Please reproduce the full listing exactly, with nothing added.

[Information shown]

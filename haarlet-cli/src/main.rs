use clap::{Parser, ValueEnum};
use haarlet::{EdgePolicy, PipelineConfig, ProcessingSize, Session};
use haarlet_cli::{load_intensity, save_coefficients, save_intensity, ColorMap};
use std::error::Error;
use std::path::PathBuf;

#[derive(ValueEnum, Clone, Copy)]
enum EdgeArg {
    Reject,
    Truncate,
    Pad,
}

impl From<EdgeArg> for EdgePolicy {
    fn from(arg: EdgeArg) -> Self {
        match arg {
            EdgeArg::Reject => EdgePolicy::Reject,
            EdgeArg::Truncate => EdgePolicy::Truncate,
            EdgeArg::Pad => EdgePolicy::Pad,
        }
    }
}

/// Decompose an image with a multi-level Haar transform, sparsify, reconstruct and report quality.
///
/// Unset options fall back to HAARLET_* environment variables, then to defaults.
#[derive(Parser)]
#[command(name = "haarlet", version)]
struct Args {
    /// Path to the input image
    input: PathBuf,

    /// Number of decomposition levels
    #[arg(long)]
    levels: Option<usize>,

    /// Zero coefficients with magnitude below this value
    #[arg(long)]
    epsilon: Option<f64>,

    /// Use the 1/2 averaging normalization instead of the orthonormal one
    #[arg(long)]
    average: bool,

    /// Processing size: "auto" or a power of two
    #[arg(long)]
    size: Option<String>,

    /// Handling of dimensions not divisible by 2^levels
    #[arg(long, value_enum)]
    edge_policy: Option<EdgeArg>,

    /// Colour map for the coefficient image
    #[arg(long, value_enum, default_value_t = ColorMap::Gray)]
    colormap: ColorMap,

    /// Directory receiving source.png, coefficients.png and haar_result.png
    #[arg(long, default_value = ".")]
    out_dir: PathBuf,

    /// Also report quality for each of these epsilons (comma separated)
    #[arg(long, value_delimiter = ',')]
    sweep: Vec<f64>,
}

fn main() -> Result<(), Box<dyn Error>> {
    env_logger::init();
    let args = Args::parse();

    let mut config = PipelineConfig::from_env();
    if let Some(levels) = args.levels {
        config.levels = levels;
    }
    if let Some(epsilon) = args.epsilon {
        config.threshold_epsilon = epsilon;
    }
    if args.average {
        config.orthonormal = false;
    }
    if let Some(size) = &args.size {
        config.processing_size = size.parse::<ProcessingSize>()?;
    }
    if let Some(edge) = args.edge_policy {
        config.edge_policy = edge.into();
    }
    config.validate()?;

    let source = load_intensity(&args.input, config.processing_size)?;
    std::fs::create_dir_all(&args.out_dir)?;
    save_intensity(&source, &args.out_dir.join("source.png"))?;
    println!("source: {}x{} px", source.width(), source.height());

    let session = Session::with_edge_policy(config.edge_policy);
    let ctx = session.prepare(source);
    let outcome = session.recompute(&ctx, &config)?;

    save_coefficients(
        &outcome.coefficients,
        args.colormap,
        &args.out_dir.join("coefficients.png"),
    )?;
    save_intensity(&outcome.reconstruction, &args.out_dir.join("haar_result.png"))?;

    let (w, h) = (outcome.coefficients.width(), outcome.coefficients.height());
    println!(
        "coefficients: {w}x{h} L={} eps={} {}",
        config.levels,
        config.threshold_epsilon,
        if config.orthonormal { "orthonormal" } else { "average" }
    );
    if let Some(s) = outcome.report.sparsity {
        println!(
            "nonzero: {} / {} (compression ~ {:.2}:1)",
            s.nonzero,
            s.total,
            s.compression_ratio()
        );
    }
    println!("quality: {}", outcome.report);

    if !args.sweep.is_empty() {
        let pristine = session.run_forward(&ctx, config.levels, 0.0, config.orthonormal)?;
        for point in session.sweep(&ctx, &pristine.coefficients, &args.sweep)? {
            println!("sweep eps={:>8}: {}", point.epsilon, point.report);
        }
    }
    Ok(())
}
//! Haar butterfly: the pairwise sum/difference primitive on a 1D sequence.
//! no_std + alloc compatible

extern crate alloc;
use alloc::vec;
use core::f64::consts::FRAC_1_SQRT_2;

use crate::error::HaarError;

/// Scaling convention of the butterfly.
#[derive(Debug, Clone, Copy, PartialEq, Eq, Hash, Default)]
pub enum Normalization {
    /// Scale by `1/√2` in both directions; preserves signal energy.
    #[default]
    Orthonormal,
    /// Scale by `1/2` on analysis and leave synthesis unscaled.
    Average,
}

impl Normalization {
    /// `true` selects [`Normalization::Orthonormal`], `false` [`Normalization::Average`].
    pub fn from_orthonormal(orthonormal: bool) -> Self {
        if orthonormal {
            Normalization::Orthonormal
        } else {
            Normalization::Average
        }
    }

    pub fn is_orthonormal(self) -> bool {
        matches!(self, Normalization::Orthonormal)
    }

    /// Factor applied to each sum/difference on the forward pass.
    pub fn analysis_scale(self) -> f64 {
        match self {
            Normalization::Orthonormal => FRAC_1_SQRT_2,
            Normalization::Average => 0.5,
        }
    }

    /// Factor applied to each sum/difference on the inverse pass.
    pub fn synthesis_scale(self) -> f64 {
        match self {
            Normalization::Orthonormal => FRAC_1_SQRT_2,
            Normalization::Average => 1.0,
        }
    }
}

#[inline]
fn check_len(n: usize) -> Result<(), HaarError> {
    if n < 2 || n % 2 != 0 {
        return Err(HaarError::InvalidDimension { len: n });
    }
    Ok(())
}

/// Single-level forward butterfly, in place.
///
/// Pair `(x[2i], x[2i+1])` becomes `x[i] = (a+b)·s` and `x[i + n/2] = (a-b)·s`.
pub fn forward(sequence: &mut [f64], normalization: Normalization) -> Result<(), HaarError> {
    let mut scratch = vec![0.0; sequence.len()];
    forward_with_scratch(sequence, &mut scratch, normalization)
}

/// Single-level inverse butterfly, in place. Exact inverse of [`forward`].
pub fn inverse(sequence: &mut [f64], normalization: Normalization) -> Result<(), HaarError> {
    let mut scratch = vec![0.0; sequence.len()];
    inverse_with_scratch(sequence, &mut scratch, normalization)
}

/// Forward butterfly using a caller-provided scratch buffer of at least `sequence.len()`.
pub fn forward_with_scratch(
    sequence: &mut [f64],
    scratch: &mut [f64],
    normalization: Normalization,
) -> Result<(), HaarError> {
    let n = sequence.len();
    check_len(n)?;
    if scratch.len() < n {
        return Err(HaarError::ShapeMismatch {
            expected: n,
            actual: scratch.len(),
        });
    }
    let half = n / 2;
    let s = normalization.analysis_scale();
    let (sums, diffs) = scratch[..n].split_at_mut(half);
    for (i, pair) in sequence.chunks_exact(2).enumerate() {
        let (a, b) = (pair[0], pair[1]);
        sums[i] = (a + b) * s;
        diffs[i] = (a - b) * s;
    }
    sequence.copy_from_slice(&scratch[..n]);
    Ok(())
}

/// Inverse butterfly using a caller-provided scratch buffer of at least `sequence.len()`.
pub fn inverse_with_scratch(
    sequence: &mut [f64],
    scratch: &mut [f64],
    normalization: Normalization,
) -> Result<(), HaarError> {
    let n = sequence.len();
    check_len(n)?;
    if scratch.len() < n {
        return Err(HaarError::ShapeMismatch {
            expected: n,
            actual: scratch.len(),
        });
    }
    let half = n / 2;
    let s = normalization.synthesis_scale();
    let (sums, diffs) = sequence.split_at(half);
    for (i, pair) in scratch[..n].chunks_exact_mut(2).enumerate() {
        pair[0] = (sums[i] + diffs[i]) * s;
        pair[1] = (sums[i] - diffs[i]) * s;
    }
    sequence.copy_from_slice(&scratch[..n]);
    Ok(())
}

[/Information shown]

> _Response to this task_
filename haarlet-cli/src/main.rs
use clap::{Parser, ValueEnum};
use haarlet::{EdgePolicy, PipelineConfig, ProcessingSize, Session};
use haarlet_cli::{load_intensity, save_coefficients, save_intensity, ColorMap};
use std::error::Error;
use std::path::PathBuf;

#[derive(ValueEnum, Clone, Copy)]
enum EdgeArg {
    Reject,
    Truncate,
    Pad,
}

impl From<EdgeArg> for EdgePolicy {
    fn from(arg: EdgeArg) -> Self {
        match arg {
            EdgeArg::Reject => EdgePolicy::Reject,
            EdgeArg::Truncate => EdgePolicy::Truncate,
            EdgeArg::Pad => EdgePolicy::Pad,
        }
    }
}

/// Decompose an image with a multi-level Haar transform, sparsify, reconstruct and report quality.
///
/// Unset options fall back to HAARLET_* environment variables, then to defaults.
#[derive(Parser)]
#[command(name = "haarlet", version)]
struct Args {
    /// Path to the input image
    input: PathBuf,

    /// Number of decomposition levels
    #[arg(long)]
    levels: Option<usize>,

    /// Zero coefficients with magnitude below this value
    #[arg(long)]
    epsilon: Option<f64>,

    /// Use the 1/2 averaging normalization instead of the orthonormal one
    #[arg(long)]
    average: bool,

    /// Processing size: "auto" or a power of two
    #[arg(long)]
    size: Option<String>,

    /// Handling of dimensions not divisible by 2^levels
    #[arg(long, value_enum)]
    edge_policy: Option<EdgeArg>,

    /// Colour map for the coefficient image
    #[arg(long, value_enum, default_value_t = ColorMap::Gray)]
    colormap: ColorMap,

    /// Directory receiving source.png, coefficients.png and haar_result.png
    #[arg(long, default_value = ".")]
    out_dir: PathBuf,

    /// Also report quality for each of these epsilons (comma separated)
    #[arg(long, value_delimiter = ',')]
    sweep: Vec<f64>,
}

fn main() -> Result<(), Box<dyn Error>> {
    env_logger::init();
    let args = Args::parse();

    let mut config = PipelineConfig::from_env();
    if let Some(levels) = args.levels {
        config.levels = levels;
    }
    if let Some(epsilon) = args.epsilon {
        config.threshold_epsilon = epsilon;
    }
    if args.average {
        config.orthonormal = false;
    }
    if let Some(size) = &args.size {
        config.processing_size = size.parse::<ProcessingSize>()?;
    }
    if let Some(edge) = args.edge_policy {
        config.edge_policy = edge.into();
    }
    config.validate()?;

    let source = load_intensity(&args.input, config.processing_size)?;
    std::fs::create_dir_all(&args.out_dir)?;
    save_intensity(&source, &args.out_dir.join("source.png"))?;
    println!("source: {}x{} px", source.width(), source.height());

    let session = Session::with_edge_policy(config.edge_policy);
    let ctx = session.prepare(source);
    let outcome = session.recompute(&ctx, &config)?;

    save_coefficients(
        &outcome.coefficients,
        args.colormap,
        &args.out_dir.join("coefficients.png"),
    )?;
    save_intensity(&outcome.reconstruction, &args.out_dir.join("haar_result.png"))?;

    let (w, h) = (outcome.coefficients.width(), outcome.coefficients.height());
    println!(
        "coefficients: {w}x{h} L={} eps={} {}",
        config.levels,
        config.threshold_epsilon,
        if config.orthonormal { "orthonormal" } else { "average" }
    );
    if let Some(s) = outcome.report.sparsity {
        println!(
            "nonzero: {} / {} (compression ~ {:.2}:1)",
            s.nonzero,
            s.total,
            s.compression_ratio()
        );
    }
    println!("quality: {}", outcome.report);

    if !args.sweep.is_empty() {
        let pristine = session.run_forward(&ctx, config.levels, 0.0, config.orthonormal)?;
        for point in session.sweep(&ctx, &pristine.coefficients, &args.sweep)? {
            println!("sweep eps={:>8}: {}", point.epsilon, point.report);
        }
    }
    Ok(())
}
//! Haar butterfly: the pairwise sum/difference primitive on a 1D sequence.
//! no_std + alloc compatible

extern crate alloc;
use alloc::vec;
use core::f64::consts::FRAC_1_SQRT_2;

use crate::error::HaarError;

/// Scaling convention of the butterfly.
#[derive(Debug, Clone, Copy, PartialEq, Eq, Hash, Default)]
pub enum Normalization {
    /// Scale by `1/√2` in both directions; preserves signal energy.
    #[default]
    Orthonormal,
    /// Scale by `1/2` on analysis and leave synthesis unscaled.
    Average,
}

impl Normalization {
    /// `true` selects [`Normalization::Orthonormal`], `false` [`Normalization::Average`].
    pub fn from_orthonormal(orthonormal: bool) -> Self {
        if orthonormal {
            Normalization::Orthonormal
        } else {
            Normalization::Average
        }
    }

    pub fn is_orthonormal(self) -> bool {
        matches!(self, Normalization::Orthonormal)
    }

    /// Factor applied to each sum/difference on the forward pass.
    pub fn analysis_scale(self) -> f64 {
        match self {
            Normalization::Orthonormal => FRAC_1_SQRT_2,
            Normalization::Average => 0.5,
        }
    }

    /// Factor applied to each sum/difference on the inverse pass.
    pub fn synthesis_scale(self) -> f64 {
        match self {
            Normalization::Orthonormal => FRAC_1_SQRT_2,
            Normalization::Average => 1.0,
        }
    }
}

#[inline]
fn check_len(n: usize) -> Result<(), HaarError> {
    if n < 2 || n % 2 != 0 {
        return Err(HaarError::InvalidDimension { len: n });
    }
    Ok(())
}

/// Single-level forward butterfly, in place.
///
/// Pair `(x[2i], x[2i+1])` becomes `x[i] = (a+b)·s` and `x[i + n/2] = (a-b)·s`.
pub fn forward(sequence: &mut [f64], normalization: Normalization) -> Result<(), HaarError> {
    let mut scratch = vec![0.0; sequence.len()];
    forward_with_scratch(sequence, &mut scratch, normalization)
}

/// Single-level inverse butterfly, in place. Exact inverse of [`forward`].
pub fn inverse(sequence: &mut [f64], normalization: Normalization) -> Result<(), HaarError> {
    let mut scratch = vec![0.0; sequence.len()];
    inverse_with_scratch(sequence, &mut scratch, normalization)
}

/// Forward butterfly using a caller-provided scratch buffer of at least `sequence.len()`.
pub fn forward_with_scratch(
    sequence: &mut [f64],
    scratch: &mut [f64],
    normalization: Normalization,
) -> Result<(), HaarError> {
    let n = sequence.len();
    check_len(n)?;
    if scratch.len() < n {
        return Err(HaarError::ShapeMismatch {
            expected: n,
            actual: scratch.len(),
        });
    }
    let half = n / 2;
    let s = normalization.analysis_scale();
    let (sums, diffs) = scratch[..n].split_at_mut(half);
    for (i, pair) in sequence.chunks_exact(2).enumerate() {
        let (a, b) = (pair[0], pair[1]);
        sums[i] = (a + b) * s;
        diffs[i] = (a - b) * s;
    }
    sequence.copy_from_slice(&scratch[..n]);
    Ok(())
}

/// Inverse butterfly using a caller-provided scratch buffer of at least `sequence.len()`.
pub fn inverse_with_scratch(
    sequence: &mut [f64],
    scratch: &mut [f64],
    normalization: Normalization,
) -> Result<(), HaarError> {
    let n = sequence.len();
    check_len(n)?;
    if scratch.len() < n {
        return Err(HaarError::ShapeMismatch {
            expected: n,
            actual: scratch.len(),
        });
    }
    let half = n / 2;
    let s = normalization.synthesis_scale();
    let (sums, diffs) = sequence.split_at(half);
    for (i, pair) in scratch[..n].chunks_exact_mut(2).enumerate() {
        pair[0] = (sums[i] + diffs[i]) * s;
        pair[1] = (sums[i] - diffs[i]) * s;
    }
    sequence.copy_from_slice(&scratch[..n]);
    Ok(())
}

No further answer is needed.